The reigning case in England is Barclays Bank v O'Brien although it remains to be seen if this dissection will catch on elsewhere:
"A person who has been induced to enter into a transaction by the undue influence of another ("the wrongdoer") is entitled to set that transaction aside as against the wrongdoer. Such undue influence is either actual or presumed....
"Actual undue influence: in these cases it is necessary for the claimant to prove affirmatively that the wrongdoer exerted undue influence on the complainant to enter into the particular transaction which is impugned.
"Presumed undue influence: in these cases the complainant only has to show, in the first instance, that there was a relationship of trust and confidence between the complainant and the wrongdoer of such a nature that it is fair to presume that the wrongdoer abused that relationship in procuring the complainant to enter into the impugned transaction. In presumed undue influence cases therefore there is no need to produce evidence that actual undue influence was exerted in relation to the particular transaction impugned: once a confidential relationship has been proved, the burden then shifts to the wrongdoer to prove that the complainant entered into the impugned transaction freely, for example by showing that the complainant had independent advice. Such a confidential relationship can be established in two ways:
a: certain relationships (for example solicitor and client, medical advisor and patient) as a matter of law raise the presumption that undue influence has been exercised.
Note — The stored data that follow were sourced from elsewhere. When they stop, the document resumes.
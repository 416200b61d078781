use crate::error::{LimiterError, Result};
use serde::{Deserialize, Serialize};
use std::path::Path;

/// Main limiter configuration
#[derive(Debug, Clone, Serialize, Deserialize, Default)]
pub struct LimiterConfig {
    /// Server configuration
    #[serde(default)]
    pub server: ServerConfig,
    /// Identity resolution configuration
    #[serde(default)]
    pub identity: IdentityConfig,
    /// Built-in default limits used when no rule matches
    #[serde(default)]
    pub defaults: DefaultLimitsConfig,
    /// Enforcement behavior
    #[serde(default)]
    pub enforcement: EnforcementConfig,
    /// Retention sweeper configuration
    #[serde(default)]
    pub retention: RetentionConfig,
    /// Redis backend for counters (in-memory when absent)
    #[serde(default)]
    pub redis: Option<RedisConfig>,
}

/// Server configuration
#[derive(Debug, Clone, Serialize, Deserialize)]
pub struct ServerConfig {
    /// Server host address
    #[serde(default = "default_host")]
    pub host: String,
    /// Server port
    #[serde(default = "default_port")]
    pub port: u16,
}

/// Where the identifier resolver looks for caller credentials
#[derive(Debug, Clone, Serialize, Deserialize)]
pub struct IdentityConfig {
    /// Header carrying the API key
    #[serde(default = "default_api_key_header")]
    pub api_key_header: String,
    /// Query parameter carrying the API key (checked after the header)
    #[serde(default = "default_api_key_param")]
    pub api_key_param: String,
    /// Trusted proxy header carrying the client IP chain
    #[serde(default = "default_forwarded_header")]
    pub forwarded_header: String,
}

/// Per-tier limits applied when no rule matches
#[derive(Debug, Clone, Copy, Serialize, Deserialize)]
pub struct TierLimits {
    pub per_minute: u64,
    pub per_hour: u64,
    pub per_day: u64,
}

/// Built-in defaults, distinct for anonymous and authenticated callers
#[derive(Debug, Clone, Serialize, Deserialize)]
pub struct DefaultLimitsConfig {
    #[serde(default = "default_anonymous_limits")]
    pub anonymous: TierLimits,
    #[serde(default = "default_authenticated_limits")]
    pub authenticated: TierLimits,
}

/// Enforcement behavior on store faults
#[derive(Debug, Clone, Serialize, Deserialize)]
pub struct EnforcementConfig {
    /// Admit requests when a store call fails (fail-open). When false,
    /// store faults surface as 503 to the caller.
    #[serde(default = "default_true")]
    pub fail_open: bool,
    /// Bound on any single store call, in milliseconds
    #[serde(default = "default_store_timeout_ms")]
    pub store_timeout_ms: u64,
}

/// Retention sweeper configuration
#[derive(Debug, Clone, Serialize, Deserialize)]
pub struct RetentionConfig {
    /// Enable the background sweeper
    #[serde(default = "default_true")]
    pub enabled: bool,
    /// Interval between sweeps in seconds
    #[serde(default = "default_sweep_interval")]
    pub sweep_interval_secs: u64,
    /// Counters with a window start older than this are deleted
    #[serde(default = "default_counter_horizon")]
    pub counter_horizon_secs: u64,
    /// Request-log rows older than this are deleted
    #[serde(default = "default_log_retention")]
    pub log_retention_secs: u64,
}

/// Redis configuration for the counter store
#[derive(Debug, Clone, Serialize, Deserialize)]
pub struct RedisConfig {
    /// Redis connection URL
    pub url: String,
    /// Key prefix for counter keys
    #[serde(default = "default_redis_prefix")]
    pub prefix: String,
}

fn default_true() -> bool {
    true
}

fn default_host() -> String {
    "0.0.0.0".to_string()
}

fn default_port() -> u16 {
    8080
}

fn default_api_key_header() -> String {
    "X-API-Key".to_string()
}

fn default_api_key_param() -> String {
    "api_key".to_string()
}

fn default_forwarded_header() -> String {
    "X-Forwarded-For".to_string()
}

fn default_anonymous_limits() -> TierLimits {
    TierLimits {
        per_minute: 30,
        per_hour: 500,
        per_day: 5000,
    }
}

fn default_authenticated_limits() -> TierLimits {
    TierLimits {
        per_minute: 60,
        per_hour: 1000,
        per_day: 10000,
    }
}

fn default_store_timeout_ms() -> u64 {
    500
}

fn default_sweep_interval() -> u64 {
    3600
}

fn default_counter_horizon() -> u64 {
    // Two days keeps full day windows around while satisfying the
    // >24h staleness rule for minute/hour rows
    172800
}

fn default_log_retention() -> u64 {
    // 30 days
    2592000
}

fn default_redis_prefix() -> String {
    "quotaguard:counter:".to_string()
}

impl Default for ServerConfig {
    fn default() -> Self {
        Self {
            host: default_host(),
            port: default_port(),
        }
    }
}

impl Default for IdentityConfig {
    fn default() -> Self {
        Self {
            api_key_header: default_api_key_header(),
            api_key_param: default_api_key_param(),
            forwarded_header: default_forwarded_header(),
        }
    }
}

impl Default for DefaultLimitsConfig {
    fn default() -> Self {
        Self {
            anonymous: default_anonymous_limits(),
            authenticated: default_authenticated_limits(),
        }
    }
}

impl Default for EnforcementConfig {
    fn default() -> Self {
        Self {
            fail_open: default_true(),
            store_timeout_ms: default_store_timeout_ms(),
        }
    }
}

impl Default for RetentionConfig {
    fn default() -> Self {
        Self {
            enabled: default_true(),
            sweep_interval_secs: default_sweep_interval(),
            counter_horizon_secs: default_counter_horizon(),
            log_retention_secs: default_log_retention(),
        }
    }
}

impl LimiterConfig {
    /// Load configuration from a YAML file
    pub fn from_file<P: AsRef<Path>>(path: P) -> Result<Self> {
        let content = std::fs::read_to_string(path)
            .map_err(|e| LimiterError::Config(format!("Failed to read config file: {}", e)))?;

        Self::from_yaml(&content)
    }

    /// Parse configuration from YAML string
    pub fn from_yaml(yaml: &str) -> Result<Self> {
        serde_yaml::from_str(yaml)
            .map_err(|e| LimiterError::Config(format!("Failed to parse config: {}", e)))
    }

    /// Validate configuration
    pub fn validate(&self) -> Result<()> {
        for (name, limits) in [
            ("anonymous", &self.defaults.anonymous),
            ("authenticated", &self.defaults.authenticated),
        ] {
            if limits.per_minute == 0 || limits.per_hour == 0 || limits.per_day == 0 {
                return Err(LimiterError::Config(format!(
                    "Default {} limits must be > 0",
                    name
                )));
            }
        }

        if self.retention.sweep_interval_secs == 0 {
            return Err(LimiterError::Config(
                "Sweep interval must be > 0".to_string(),
            ));
        }

        // Minute and hour rows must survive at least a full day
        if self.retention.counter_horizon_secs < 86400 {
            return Err(LimiterError::Config(
                "Counter horizon must be at least 86400 seconds".to_string(),
            ));
        }

        if self.identity.api_key_header.is_empty() || self.identity.forwarded_header.is_empty() {
            return Err(LimiterError::Config(
                "Identity header names cannot be empty".to_string(),
            ));
        }

        Ok(())
    }
}
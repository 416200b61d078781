/// Lua script for the atomic upsert-increment of one counter row.
///
/// The key already encodes the window start, so a plain INCR is the whole
/// upsert: the first request in a window creates the row at 1, later
/// requests increment it. The expiry is attached on creation so stale
/// windows age out of Redis on their own.
///
/// KEYS[1] = the counter key
/// ARGV[1] = time-to-live in seconds
///
/// Returns: the count after the increment
pub const COUNTER_INCREMENT_SCRIPT: &str = r#"
local count = redis.call('INCR', KEYS[1])

if count == 1 then
    redis.call('EXPIRE', KEYS[1], tonumber(ARGV[1]))
end

return count
"#;

#[cfg(test)]
mod tests {
    use super::*;

    #[test]
    fn test_script_is_well_formed() {
        assert!(COUNTER_INCREMENT_SCRIPT.contains("INCR"));
        assert!(COUNTER_INCREMENT_SCRIPT.contains("EXPIRE"));
    }
}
b: even if there is no relationship falling within (a), if the complainant proves the de facto existence of a relationship under which the complainant generally reposed trust and confidence in the wrongdoer, the existence of such relationship raises the presumption of undue influence. In a (b) case therefore, in the absence of evidence disproving undue influence, the complainant will succeed in setting aside the impugned transaction merely by proof that the complainant reposed trust and confidence in the wrongdoer without having to prove that the wrongdoer exerted actual undue influence or otherwise abused such trust and confidence in relation to the particular transaction impugned."
Similarly, Canadian author S. Waddams:
"Another well-established class of cases is that granting relief from agreements because of undue influence.
"There are two kinds of cases.
"The first is when the relationship between the contracting parties falls into an established category; a parent taking advantage of a child, a trustee of a beneficiary, a solicitor of a client, a priest of a penitent, a doctor of a patient. In these cases undue influence is said to be 'presumed' and a transaction - a gift or contract - will be set aside at the instance of the weaker party, unless the presumption is rebutted.
"In the second kind of case none of these special relationships exists, but it is still open to the weaker party to prove that the relationship between the parties was such that the stronger was enabled to take unfair advantage. This may be shown in either of two quite different ways: by actual pressure relating to the particular transaction, as in a case where the stronger party threatened to prosecute the weaker's son, or by a general relationship of a trust between the parties of which the stronger party took advantage. It is plain that the undue influence umbrella covers two quite separate concerns, the first akin to duress - abuse of adversary power, the second akin to fiduciary duty - the abuse of trust."
In regards to the context of wills, the Saskatchewan Court of Queen's Bench in Royal Trust v Ritchie adopted these words to describe undue influence:
"A will may be set aside on the ground that it has been obtained by undue influence.
"To constitute undue influence in the eyes of the law there must be coercion; pressure if exerted so as to overpower the volition without convincing the judgment is a species of undue influence which will invalidate a will.
"To establish undue influence, it is necessary to prove that power was exercised over the testator, and it was the exercise of that power that resulted in the will being made. Undue influence can usually only be discovered by examining the circumstances leading up to the preparation of the will or by looking at the relationship that existed between the person benefiting from the will and the testator."